4
Understanding the Ultra Search Crawler and Data Sources

This chapter contains the following topics:

Ultra Search Crawler Overview

The Ultra Search crawler is a Java process activated by your Oracle server according to a set schedule. When activated, the crawler spawns processor threads that fetch documents from various data sources. These documents are cached in the local file system. When the cache is full, the crawler indexes the cached files using Oracle Text. This index is used for querying.

Note:

An empty index is created when an Ultra Search instance is created. You can alter the index using SQL. The existing preferences, such as language-specific parameters, are defined in the $ORACLE_HOME/ultrasearch/admin/wk0pref.sql file.

Crawler Settings

Before you can use the crawler, you must set its operating parameters, such as the number of crawler threads, the crawler timeout threshold, the database connect string, and the default character set.
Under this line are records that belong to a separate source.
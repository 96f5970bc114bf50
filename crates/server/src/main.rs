use anyhow::Result;
use clap::Parser;
use flowkeel_core::{HandlerRegistry, Worker};
use std::path::PathBuf;
use std::sync::Arc;
use tokio::task::JoinSet;
use tokio_util::sync::CancellationToken;

mod api;
mod config;

use config::{AppState, ServerConfig};

#[derive(Parser, Debug)]
#[command(name = "flowkeel")]
#[command(about = "DAG workflow engine with durable, queue-driven task execution", long_about = None)]
struct Args {
    /// Path to configuration file
    #[arg(short, long, env = "FLOWKEEL_CONFIG", default_value = "flowkeel.toml")]
    config: PathBuf,

    /// Data directory for the state store
    #[arg(short, long, env = "FLOWKEEL_DATA_DIR", default_value = "./data")]
    data_dir: PathBuf,

    /// Port to listen on
    #[arg(short, long, env = "FLOWKEEL_PORT", default_value = "8080")]
    port: u16,

    /// Host to bind to
    #[arg(long, env = "FLOWKEEL_HOST", default_value = "127.0.0.1")]
    host: String,
}

#[tokio::main]
async fn main() -> Result<()> {
    // Initialize tracing
    tracing_subscriber::fmt()
        .with_env_filter(
            tracing_subscriber::EnvFilter::try_from_default_env()
                .unwrap_or_else(|_| "flowkeel=info,flowkeel_core=info,tower_http=debug".into()),
        )
        .with_target(false)
        .with_thread_ids(true)
        .with_file(true)
        .with_line_number(true)
        .init();

    let args = Args::parse();

    tracing::info!("Starting Flowkeel");
    tracing::info!("Data directory: {}", args.data_dir.display());

    let config = ServerConfig::load(&args.config, args.data_dir)?;
    let state = AppState::new(&config)?;

    let shutdown = CancellationToken::new();
    let signal = shutdown.clone();
    tokio::spawn(async move {
        if let Err(e) = tokio::signal::ctrl_c().await {
            tracing::error!("Failed to listen for shutdown signal: {}", e);
            return;
        }
        tracing::info!("Shutdown signal received");
        signal.cancel();
    });

    // Embedded workers only know the built-in handlers. Custom handlers need a
    // binary that embeds flowkeel-core and registers them itself.
    let handlers = Arc::new(HandlerRegistry::with_builtins());
    let mut workers = JoinSet::new();
    for worker_config in config.worker.worker_configs() {
        let worker = Worker::new(state.engine.clone(), handlers.clone(), worker_config);
        let token = shutdown.clone();
        workers.spawn(async move { worker.run(token).await });
    }

    let addr = format!("{}:{}", args.host, args.port);
    tracing::info!("Starting API server on {}", addr);
    let served = api::serve(&addr, state, shutdown.clone()).await;

    // Stop workers too if the server exited on its own
    shutdown.cancel();
    while let Some(joined) = workers.join_next().await {
        match joined {
            Ok(Ok(stats)) => tracing::debug!("Worker exited: {:?}", stats),
            Ok(Err(e)) => tracing::error!("Worker failed: {:#}", e),
            Err(e) => tracing::error!("Worker task aborted: {}", e),
        }
    }

    served
}
use anyhow::{Context, Result};
use flowkeel_core::{EngineConfig, FlowEngine, RedbStore, WorkerConfig};
use serde::{Deserialize, Serialize};
use std::path::{Path, PathBuf};

#[derive(Debug, Clone, Serialize, Deserialize)]
pub struct ServerConfig {
    #[serde(skip)]
    pub data_dir: PathBuf,

    #[serde(default)]
    pub storage: StorageConfig,

    #[serde(default)]
    pub engine: EngineConfig,

    #[serde(default)]
    pub worker: WorkerSettings,
}

#[derive(Debug, Clone, Serialize, Deserialize)]
pub struct StorageConfig {
    #[serde(default = "default_state_file")]
    pub state_file: String,
}

fn default_state_file() -> String {
    "flowkeel.redb".to_string()
}

impl Default for StorageConfig {
    fn default() -> Self {
        Self {
            state_file: default_state_file(),
        }
    }
}

/// Embedded workers started alongside the API
#[derive(Debug, Clone, Serialize, Deserialize)]
pub struct WorkerSettings {
    /// Workflow slugs to run a worker for. Empty disables embedded workers.
    #[serde(default)]
    pub workflows: Vec<String>,

    #[serde(default = "default_concurrency")]
    pub concurrency: usize,

    #[serde(default = "default_batch_size")]
    pub batch_size: usize,
}

fn default_concurrency() -> usize {
    10
}

fn default_batch_size() -> usize {
    10
}

impl Default for WorkerSettings {
    fn default() -> Self {
        Self {
            workflows: Vec::new(),
            concurrency: default_concurrency(),
            batch_size: default_batch_size(),
        }
    }
}

impl WorkerSettings {
    pub fn worker_configs(&self) -> Vec<WorkerConfig> {
        self.workflows
            .iter()
            .map(|slug| {
                WorkerConfig::new(slug.as_str())
                    .with_concurrency(self.concurrency)
                    .with_batch_size(self.batch_size)
            })
            .collect()
    }
}

impl ServerConfig {
    pub fn load(config_path: &Path, data_dir: PathBuf) -> Result<Self> {
        std::fs::create_dir_all(&data_dir).context("Failed to create data directory")?;

        let mut config: Self = if config_path.exists() {
            let content = std::fs::read_to_string(config_path)
                .context("Failed to read configuration file")?;
            toml::from_str(&content).context("Failed to parse configuration file")?
        } else {
            tracing::info!("Configuration file not found, using defaults");
            Self {
                data_dir: data_dir.clone(),
                storage: Default::default(),
                engine: Default::default(),
                worker: Default::default(),
            }
        };

        config.data_dir = data_dir;

        Ok(config)
    }

    /// Path of the redb file holding all engine state
    pub fn state_path(&self) -> PathBuf {
        self.data_dir.join(&self.storage.state_file)
    }
}

/// Application state shared across handlers
#[derive(Clone)]
pub struct AppState {
    pub engine: FlowEngine,
}

impl AppState {
    pub fn new(config: &ServerConfig) -> Result<Self> {
        let store = RedbStore::open(config.state_path()).context("Failed to open state store")?;
        Ok(Self {
            engine: FlowEngine::new(store, config.engine.clone()),
        })
    }
}
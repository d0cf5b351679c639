pub mod configuration;
pub mod controllers;
pub mod domain;
pub mod helper;
pub mod ports;
pub mod proto;
pub mod repositories;
pub mod startup;
pub mod telemetry;
use actix_web::http::header::ContentType;
use actix_web::http::StatusCode;
use actix_web::{web, HttpResponse, ResponseError};
use secrecy::Secret;
use serde_json::json;
use tracing::info;

use crate::domain::entities::user::{User, UserResponseData};
use crate::helper::error_chain_fmt;
use crate::ports::user_repository::{UserRepository, UserRepositoryError};

#[derive(Debug, serde::Deserialize)]
pub struct CreateUserBodyData {
    pub name: String,
    pub surname: String,
    pub password: String,
    /// A user can be created before any picture was ingested for them
    #[serde(default)]
    pub pic_id: String,
}

#[tracing::instrument(name = "Create user handler", skip(user_repository, body))]
pub async fn create_user(
    user_repository: web::Data<dyn UserRepository>,
    body: web::Json<CreateUserBodyData>,
) -> Result<HttpResponse, CreateUserError> {
    let body = body.into_inner();
    let user = User::create(
        body.name,
        body.surname,
        Secret::new(body.password),
        body.pic_id,
    );

    user_repository.create(&user).await?;

    info!(user_id = %user.id, "Successfully created user");
    Ok(HttpResponse::Created().json(UserResponseData::from(user)))
}

#[derive(thiserror::Error)]
pub enum CreateUserError {
    #[error("failed to create user")]
    RepositoryError(#[from] UserRepositoryError),
}

impl std::fmt::Debug for CreateUserError {
    fn fmt(&self, f: &mut std::fmt::Formatter<'_>) -> std::fmt::Result {
        error_chain_fmt(self, f)
    }
}

impl ResponseError for CreateUserError {
    fn status_code(&self) -> StatusCode {
        match self {
            CreateUserError::RepositoryError(_) => StatusCode::INTERNAL_SERVER_ERROR,
        }
    }

    #[tracing::instrument(name = "Response error from create_user controller", skip(self), fields(error = %self))]
    fn error_response(&self) -> HttpResponse<actix_web::body::BoxBody> {
        HttpResponse::build(self.status_code())
            .insert_header(ContentType::json())
            .json(json!({ "error": self.to_string() }))
    }
}
use async_trait::async_trait;

use crate::domain::entities::embedding::Embedding;
use crate::helper::error_chain_fmt;

/// Port to the remote face-embedding inference service.
///
/// A `Rejected` outcome is the remote service's in-band judgment that the
/// image is unusable (no face, several faces, ...): the transport exchange
/// itself succeeded. It must stay distinguishable from `Timeout` and
/// `Transport`, which are transport failures.
#[async_trait]
pub trait EmbedderClient: Send + Sync {
    async fn get_embedding(&self, image: &[u8]) -> Result<Embedding, EmbedderClientError>;
}

#[derive(thiserror::Error)]
pub enum EmbedderClientError {
    /// Application-level rejection carried inside a successful response
    #[error("{0}")]
    Rejected(String),
    #[error("embedding call exceeded its {} second deadline", .0.as_secs())]
    Timeout(std::time::Duration),
    #[error("transport error from the embedding service: {0}")]
    Transport(#[from] tonic::Status),
}

impl std::fmt::Debug for EmbedderClientError {
    fn fmt(&self, f: &mut std::fmt::Formatter<'_>) -> std::fmt::Result {
        error_chain_fmt(self, f)
    }
}
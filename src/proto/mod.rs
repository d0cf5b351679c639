//! Checked-in tonic-generated code for `proto/face_embedder.proto`.
//!
//! The gateway only consumes this service, so the code was generated
//! with `build_server(false)` and committed to avoid a protoc build
//! dependency.

pub mod face_embedder;
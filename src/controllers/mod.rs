pub mod create_picture;
pub mod create_user;
pub mod delete_user;
pub mod embed_image;
pub mod get_user;
pub mod health_check;

pub use create_picture::*;
pub use create_user::*;
pub use delete_user::*;
pub use embed_image::*;
pub use get_user::*;
pub use health_check::*;
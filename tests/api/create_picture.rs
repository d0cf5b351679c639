use serde_json::Value;

use crate::helpers::{image_upload_form, spawn_app, EmbedderBehaviour};

#[tokio::test]
async fn create_pic_stores_exactly_one_vector_keyed_by_the_object_id() {
    // Arrange
    let app = spawn_app().await;
    app.embedder_client
        .set_behaviour(EmbedderBehaviour::Success(vec![0.5; 512]));

    // Act
    let response = reqwest::Client::new()
        .post(&format!("{}/create-pic?object_id=u1", &app.address))
        .multipart(image_upload_form())
        .send()
        .await
        .expect("Failed to execute request.");

    // Assert
    assert_eq!(200, response.status().as_u16());

    let body: Value = response.json().await.unwrap();
    assert_eq!(body["response"], "successfully stored");

    let inserts = app.vector_repository.inserts();
    assert_eq!(inserts.len(), 1);
    assert_eq!(inserts[0].0, "u1");
    assert_eq!(inserts[0].1.len(), 512);
}

#[tokio::test]
async fn create_pic_returns_a_400_when_the_image_field_is_missing() {
    // Arrange
    let app = spawn_app().await;

    let form = reqwest::multipart::Form::new();

    // Act
    let response = reqwest::Client::new()
        .post(&format!("{}/create-pic?object_id=u1", &app.address))
        .multipart(form)
        .send()
        .await
        .expect("Failed to execute request.");

    // Assert
    assert_eq!(400, response.status().as_u16());

    let body: Value = response.json().await.unwrap();
    assert_eq!(body["error"], "image file is required");
    assert!(app.vector_repository.inserts().is_empty());
}

#[tokio::test]
async fn create_pic_returns_a_400_when_the_object_id_is_absent() {
    // Arrange
    let app = spawn_app().await;

    // Act
    let response = reqwest::Client::new()
        .post(&format!("{}/create-pic", &app.address))
        .multipart(image_upload_form())
        .send()
        .await
        .expect("Failed to execute request.");

    // Assert
    assert_eq!(400, response.status().as_u16());

    let body: Value = response.json().await.unwrap();
    assert_eq!(body["error"], "object_id is not provided");

    // Neither the embedder nor the store were reached
    assert_eq!(app.embedder_client.call_count(), 0);
    assert!(app.vector_repository.inserts().is_empty());
}

#[tokio::test]
async fn create_pic_returns_a_400_when_the_object_id_is_empty() {
    // Arrange
    let app = spawn_app().await;

    // Act
    let response = reqwest::Client::new()
        .post(&format!("{}/create-pic?object_id=", &app.address))
        .multipart(image_upload_form())
        .send()
        .await
        .expect("Failed to execute request.");

    // Assert
    assert_eq!(400, response.status().as_u16());

    let body: Value = response.json().await.unwrap();
    assert_eq!(body["error"], "object_id is not provided");
    assert!(app.vector_repository.inserts().is_empty());
}

#[tokio::test]
async fn create_pic_surfaces_an_in_band_rejection_as_a_400_and_stores_nothing() {
    // Arrange
    let app = spawn_app().await;
    app.embedder_client
        .set_behaviour(EmbedderBehaviour::Rejection("no face detected".into()));

    // Act
    let response = reqwest::Client::new()
        .post(&format!("{}/create-pic?object_id=u1", &app.address))
        .multipart(image_upload_form())
        .send()
        .await
        .expect("Failed to execute request.");

    // Assert
    assert_eq!(400, response.status().as_u16());

    let body: Value = response.json().await.unwrap();
    assert_eq!(body["error"], "no face detected");
    assert!(app.vector_repository.inserts().is_empty());
}

#[tokio::test]
async fn create_pic_returns_a_500_on_embedder_timeout_and_stores_nothing() {
    // Arrange
    let app = spawn_app().await;
    app.embedder_client.set_behaviour(EmbedderBehaviour::Timeout);

    // Act
    let response = reqwest::Client::new()
        .post(&format!("{}/create-pic?object_id=u1", &app.address))
        .multipart(image_upload_form())
        .send()
        .await
        .expect("Failed to execute request.");

    // Assert
    assert_eq!(500, response.status().as_u16());
    assert!(app.vector_repository.inserts().is_empty());
}

#[tokio::test]
async fn create_pic_returns_a_500_when_the_vector_store_fails() {
    // Arrange
    let app = spawn_app().await;
    app.vector_repository.set_failing();

    // Act
    let response = reqwest::Client::new()
        .post(&format!("{}/create-pic?object_id=u1", &app.address))
        .multipart(image_upload_form())
        .send()
        .await
        .expect("Failed to execute request.");

    // Assert
    // The embedding was computed, then discarded: fail-and-discard, no retry
    assert_eq!(500, response.status().as_u16());
    assert_eq!(app.embedder_client.call_count(), 1);
    assert!(app.vector_repository.inserts().is_empty());
}
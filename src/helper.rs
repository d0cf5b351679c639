/// Formats an error and its whole source chain, for `Debug` impls of
/// our error enums.
pub fn error_chain_fmt(
    e: &impl std::error::Error,
    f: &mut std::fmt::Formatter<'_>,
) -> std::fmt::Result {
    writeln!(f, "{}\n", e)?;
    let mut current = e.source();
    while let Some(cause) = current {
        writeln!(f, "Caused by:\n\t{}", cause)?;
        current = cause.source();
    }
    Ok(())
}
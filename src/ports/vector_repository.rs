use async_trait::async_trait;

use crate::domain::entities::embedding::Embedding;
use crate::helper::error_chain_fmt;

/// Port to the vector-search store holding the face embeddings,
/// keyed by a caller-supplied object id.
#[async_trait]
pub trait VectorRepository: Send + Sync {
    async fn store_vector(
        &self,
        object_id: &str,
        embedding: Embedding,
    ) -> Result<(), VectorRepositoryError>;
}

#[derive(thiserror::Error)]
pub enum VectorRepositoryError {
    #[error("invalid input: {0}")]
    Validation(String),
    #[error("error from the vector store: {0}")]
    Backend(String),
}

impl std::fmt::Debug for VectorRepositoryError {
    fn fmt(&self, f: &mut std::fmt::Formatter<'_>) -> std::fmt::Result {
        error_chain_fmt(self, f)
    }
}

/// Invariant check run before any I/O: an embedding is only ever
/// persisted when paired with a non-empty object id, and must itself
/// be non-empty.
pub fn validate_vector_insert(
    object_id: &str,
    embedding: &Embedding,
) -> Result<(), VectorRepositoryError> {
    if object_id.is_empty() {
        return Err(VectorRepositoryError::Validation(
            "object_id is empty".into(),
        ));
    }
    if embedding.is_empty() {
        return Err(VectorRepositoryError::Validation(
            "embedding vector is empty".into(),
        ));
    }
    Ok(())
}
Some parameters, like the log file directory and the temporary directory, have no default value, so you must set them before crawling. To do so, use the Crawler Settings Page in the administration tool.

See Also:

"Crawler Page"

Crawler Data Sources

In addition to the Web access parameters, you can define specific data sources on the Sources Page in the administration tool. You can define one or more of the following data sources:

Web sites
Database tables
Files
Mailing lists
Oracle9iAS Portal page groups
User-defined data sources (requires crawler agent)

Using Crawler Agents

If you are defining a user-defined data source to crawl and index a proprietary document repository or management system, such as Lotus Notes or Documentum, you must implement a crawler agent as a Java class. The agent collects document URLs and associated metadata from the proprietary document source and returns the information to the Ultra Search crawler, which enqueues it for later crawling. For more information on defining a new data source type, see the User-Defined sub-tab in Sources Page in the administration tool.

Synchronizing Data Sources

You can create synchronization schedules with one or more data sources attached to it. Synchronization schedules define the frequency at which the Ultra Search index is kept up to date with existing information in the associated data sources. To define a synchronization schedule, use the Schedules Page in the administration tool.

Display URL and Access URL

For some applications, for security reasons, the URL crawled is different from the one seen by the end user. For example, crawling on an internal Web site inside a firewall might be done without security checking, but when queried by the end user, a corresponding mirror URL outside the firewall must be used. This mirror URL is called the display URL.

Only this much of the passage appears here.